Bayesian model calibration with Gaussian Process

I am attempting to implement bayesian model calibration under the classical Kennedy-O’Hagan framework using PyMC3. Briefly, the setup is as follows:

I have n observations z_i of the form

z_i = f(x_i, \theta) + g(x_i) + e_i,

where x_i are known imputs and \theta are unknown calibration parameters and e_i are iid error terms. We also have m model evaluations y_j of the form

y_j = f(x^*_j, \theta_j),

where both x^*_j (different than x_i above) and \theta_j are known. Therefore, the data consists of all z_i and y_j. In the paper, Kennedy-O’Hagan model f, g using gaussian processes:

f \sim GP\{m_1(.,.), \Sigma_1[(.,.),(.,.)] \}

g \sim GP\{m_2(.), \Sigma_2[(.),(.)] \}.

Among other things, the goal is to get posterior samples for the unknow calibration iparameters \theta. As I said, I am trying to implement the solution using Python and PyMC3 in particular.

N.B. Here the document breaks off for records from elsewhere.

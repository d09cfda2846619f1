// src/main.rs
// =============================================================================
// This is the entry point of our CLI application.
//
// What happens here:
// 1. Parse command-line arguments using clap
// 2. Set up logging
// 3. Connect to the ECoS and generate every page
// 4. Optionally check the links between the generated pages
// 5. Exit with proper code (0 = success, 1 = broken links, 2 = error)
// =============================================================================

mod checker;       // src/checker/ - verifies links in the generated pages
mod cli;           // src/cli.rs - command-line parsing
mod ecos;          // src/ecos/ - ECoSNet protocol client
mod generator;     // src/generator/ - crawl and HTML output

use anyhow::Result;
use clap::Parser;
use cli::Cli;
use ecos::EcosClient;
use generator::{HelpGenerator, PageRecord};
use serde::Serialize;
use std::path::Path;
use tracing::Level;

// What --json prints
#[derive(Serialize)]
struct Summary<'a> {
    output_dir: &'a Path,
    pages: &'a [PageRecord],
    #[serde(skip_serializing_if = "Option::is_none")]
    links: Option<&'a checker::LinkReport>,
}

#[tokio::main]
async fn main() {
    let exit_code = match run().await {
        Ok(code) => code,
        Err(e) => {
            // {:#} prints the whole context chain on one line
            eprintln!("Error: {:#}", e);
            2
        }
    };

    std::process::exit(exit_code);
}

// Returns:
//   Ok(0) = pages written (and all links fine, with --check)
//   Ok(1) = --check found broken links
//   Err   = connection, protocol or filesystem error
async fn run() -> Result<i32> {
    let cli = Cli::parse();
    init_logging(cli.quiet);

    let client = EcosClient::connect(&cli.ecos_ip, cli.port).await?;
    let mut generator = HelpGenerator::new(client, &cli.output_dir);
    generator.build().await?;

    let report = if cli.check {
        Some(checker::check_output(&cli.output_dir)?)
    } else {
        None
    };

    if cli.json {
        let summary = Summary {
            output_dir: &cli.output_dir,
            pages: generator.pages(),
            links: report.as_ref(),
        };
        println!("{}", serde_json::to_string_pretty(&summary)?);
    } else {
        print_summary(&cli.output_dir, generator.pages(), report.as_ref());
    }

    Ok(exit_code(report.as_ref()))
}

// 1 only when a link check ran and found broken links
fn exit_code(report: Option<&checker::LinkReport>) -> i32 {
    let broken = report.is_some_and(|r| !r.is_ok());
    if broken {
        1
    } else {
        0
    }
}

// Logs go to stderr so --json output on stdout stays clean
fn init_logging(quiet: bool) {
    let max_level = if quiet { Level::WARN } else { Level::INFO };
    tracing_subscriber::fmt()
        .with_max_level(max_level)
        .with_target(false)
        .with_writer(std::io::stderr)
        .init();
}

fn print_summary(output_dir: &Path, pages: &[PageRecord], report: Option<&checker::LinkReport>) {
    println!("📄 Wrote {} page(s) to {}", pages.len(), output_dir.display());

    let Some(report) = report else {
        return;
    };

    println!(
        "🔗 Checked {} link(s) on {} page(s)",
        report.links_checked, report.pages_checked
    );
    for broken in &report.broken {
        println!("   ❌ {}: {} ({})", broken.page, broken.href, broken.reason);
    }
    if report.is_ok() {
        println!("✅ All links resolve");
    }
}
// src/checker/local.rs
// =============================================================================
// This module checks every link between the generated pages.
//
// How it works:
// 1. Read every *.html file in the output directory
// 2. Remember which pages exist and which bookmarks each page has
// 3. A link is broken if its page does not exist, or if it points at a
//    bookmark the page does not have
// =============================================================================

use super::html::extract_page_links;
use anyhow::{Context, Result};
use serde::Serialize;
use std::collections::{HashMap, HashSet};
use std::fs;
use std::path::Path;

// A link that points nowhere
#[derive(Debug, Clone, Serialize)]
pub struct BrokenLink {
    /// Page the link was found on
    pub page: String,
    /// The href as written
    pub href: String,
    /// Why the link is broken
    pub reason: String,
}

// Result of checking one output directory
#[derive(Debug, Clone, Serialize)]
pub struct LinkReport {
    pub pages_checked: usize,
    pub links_checked: usize,
    pub broken: Vec<BrokenLink>,
}

impl LinkReport {
    /// True when every link resolved
    pub fn is_ok(&self) -> bool {
        self.broken.is_empty()
    }
}

pub fn check_output(dir: &Path) -> Result<LinkReport> {
    let pages = read_pages(dir)?;

    // Parse each page once: first pass collects bookmarks, second checks links
    let parsed: Vec<_> = pages
        .iter()
        .map(|(name, html)| (name.as_str(), extract_page_links(html, name)))
        .collect();

    let bookmarks: HashMap<&str, &HashSet<String>> = parsed
        .iter()
        .map(|(name, page)| (*name, &page.bookmarks))
        .collect();

    let mut links_checked = 0;
    let mut broken = Vec::new();

    for (name, page) in &parsed {
        for link in &page.links {
            links_checked += 1;

            let reason = match bookmarks.get(link.page.as_str()) {
                None => Some(format!("page {} does not exist", link.page)),
                Some(ids) => match &link.bookmark {
                    Some(id) if !ids.contains(id) => {
                        Some(format!("page {} has no bookmark '{}'", link.page, id))
                    }
                    _ => None,
                },
            };

            if let Some(reason) = reason {
                broken.push(BrokenLink {
                    page: name.to_string(),
                    href: link.href.clone(),
                    reason,
                });
            }
        }
    }

    Ok(LinkReport {
        pages_checked: parsed.len(),
        links_checked,
        broken,
    })
}

// Returns (filename, content) for every .html file in `dir`, sorted by name
fn read_pages(dir: &Path) -> Result<Vec<(String, String)>> {
    let entries = fs::read_dir(dir)
        .with_context(|| format!("Failed to read output directory {}", dir.display()))?;

    let mut pages = Vec::new();
    for entry in entries {
        let path = entry?.path();
        if !path.is_file() || path.extension().map_or(true, |ext| ext != "html") {
            continue;
        }

        let Some(name) = path.file_name().and_then(|n| n.to_str()) else {
            continue;
        };
        let html = fs::read_to_string(&path)
            .with_context(|| format!("Failed to read {}", path.display()))?;
        pages.push((name.to_string(), html));
    }

    pages.sort_by(|a, b| a.0.cmp(&b.0));
    Ok(pages)
}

I have the following challenges:

  • How to define the model in PyMC3 in the first place? I know how to do it ,when I have one GP for the whole data set or sum of GP for the whole data set. In this case, part of the data follows one model, another part follows another model.

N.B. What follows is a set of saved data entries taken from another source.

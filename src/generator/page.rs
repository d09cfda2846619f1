// src/generator/page.rs
// =============================================================================
// This module renders and writes one HTML page.
//
// Every page has the same shape:
// - a <head> with the title and a small dark-mode stylesheet
// - one <pre> block holding, in order:
//   the breadcrumb trail (sub-pages only), the help text, and a footer
//
// The help text is already HTML-escaped by the protocol client, so it is
// written as-is.
// =============================================================================

use super::nav::Breadcrumb;
use anyhow::{Context, Result};
use serde::Serialize;
use std::fs;
use std::path::Path;
use tracing::info;

pub const INDEX_FILENAME: &str = "index.html";

const RULE_WIDTH: usize = 80;

const HEAD_END: &str = r#" :: ECoSNet protocol documentation</title>
  <style>
    @media (prefers-color-scheme: dark)
    {
      body { background-color: #111; color: #eee; }
      a { color: rgb(47, 129, 247); }
      a:visited { color: #6F01EC; }
    }
  </style>
</head>
<body>
<pre>
"#;

const FOOTER: &str = r#"Generated using <a href="https://github.com/reinder/ecos-help-generator">ECoS help generator</a> - For personal use only!"#;

// A page that was written during the run
#[derive(Debug, Clone, PartialEq, Eq, Serialize)]
pub struct PageRecord {
    pub filename: String,
    pub title: String,
}

// Builds a page filename from its chain of identifiers
//
// Example:
//   ["ecos-link", "get", "name"] -> "ecos-link.get.name.html"
pub fn page_filename(parts: &[&str]) -> String {
    format!("{}.html", parts.join("."))
}

pub fn render_page(title: &str, text: &str, nav: &Breadcrumb) -> String {
    let rule = "-".repeat(RULE_WIDTH);
    let mut html = String::with_capacity(text.len() + 1024);

    html.push_str("<!doctype html>\n<html>\n<head>\n  <title>");
    html.push_str(title);
    html.push_str(HEAD_END);

    // A trail is only shown once it has more than one entry
    let trail = nav.items().split_last().filter(|(_, parents)| !parents.is_empty());
    if let Some((current, parents)) = trail {
        for item in parents {
            html.push_str(&format!(
                r#"<a href="{}">{}</a> &raquo; "#,
                item.target, item.label
            ));
        }
        html.push_str(&current.label);
        html.push('\n');
        html.push_str(&rule);
        html.push_str("\n\n");
    }

    html.push_str(text);
    html.push('\n');
    html.push_str(&rule);
    html.push('\n');
    html.push_str(FOOTER);
    html.push_str("</pre></body></html>");
    html
}

// Writes the page into `dir`, replacing any file with the same name
pub fn write_page(dir: &Path, filename: &str, title: &str, text: &str, nav: &Breadcrumb) -> Result<()> {
    let path = dir.join(filename);
    fs::write(&path, render_page(title, text, nav))
        .with_context(|| format!("Failed to write {}", path.display()))?;

    info!("Wrote: {}", filename);
    Ok(())
}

  • \theta is an input into the covariance function for f. There does not seem any streight forward way to do this in PyMC3 as well.

I will be very grateful for any tips or ideas how to solve the above mentioned problems!

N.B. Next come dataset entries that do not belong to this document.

// src/generator/crawl.rs
// =============================================================================
// This module implements the depth-first crawl of the ECoS help system.
//
// How it works:
// 1. Ask for help() and write index.html
// 2. Every "help(topic)" in that text becomes a generic topic page
// 3. Every name listed under "Implemented objectclasses:" becomes an
//    object class page
// 4. Each object class page asks for help(class,command) for every command
//    and turns the listed options into attribute pages
//
// A page is only written after all the pages it links to have been written.
// Each builder returns the <a> tag the caller splices into its own text.
//
// Rust concepts:
// - Generics: HelpGenerator<S> works with any HelpSource
// - async/await: every request is awaited before the next one is sent
// - HashMap: remembers pages already written during this run
// =============================================================================

use super::nav::Breadcrumb;
use super::page::{page_filename, write_page, PageRecord, INDEX_FILENAME};
use super::splice::{find_references, splice, Reference};
use crate::ecos::{HelpSource, ProtocolError};
use anyhow::{Context, Result};
use regex::Regex;
use std::collections::HashMap;
use std::fs;
use std::ops::Range;
use std::path::PathBuf;
use std::sync::OnceLock;

// Commands an object class may support, in page order
pub const COMMANDS: [&str; 9] = [
    "get",
    "set",
    "create",
    "delete",
    "request",
    "release",
    "link",
    "unlink",
    "queryObjects",
];

const CLASSES_MARKER: &str = "Implemented objectclasses:";

// Links "Manager: 10 (lok-manager)" to the manager's own class page
const MANAGER_LINK: &str = r#"${1}<a href="${2}.html">${2}</a>${3}"#;

// The kinds of page we build. Part of the "already built" key because a
// topic and an object class can share a filename but not a link label.
#[derive(Debug, Clone, Copy, PartialEq, Eq, Hash)]
enum PageKind {
    Topic,
    ObjectClass,
    Attribute,
}

pub struct HelpGenerator<S> {
    source: S,
    output_dir: PathBuf,
    // (kind, filename) -> link returned the first time
    built: HashMap<(PageKind, String), String>,
    pages: Vec<PageRecord>,
}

If I understand correctly, you have x_i as input and two different GP evaluate on part of x_i which gives z_i and y_j right? You can partition x_i into two part and model two GP within a pm.Model() block. Moreover, you can specify \theta one and input them into each GP if they are the same for both GP.

Not sure I understand why you said \theta is not straight forward to model - are they regular covariance function parameters like lenght scale etc?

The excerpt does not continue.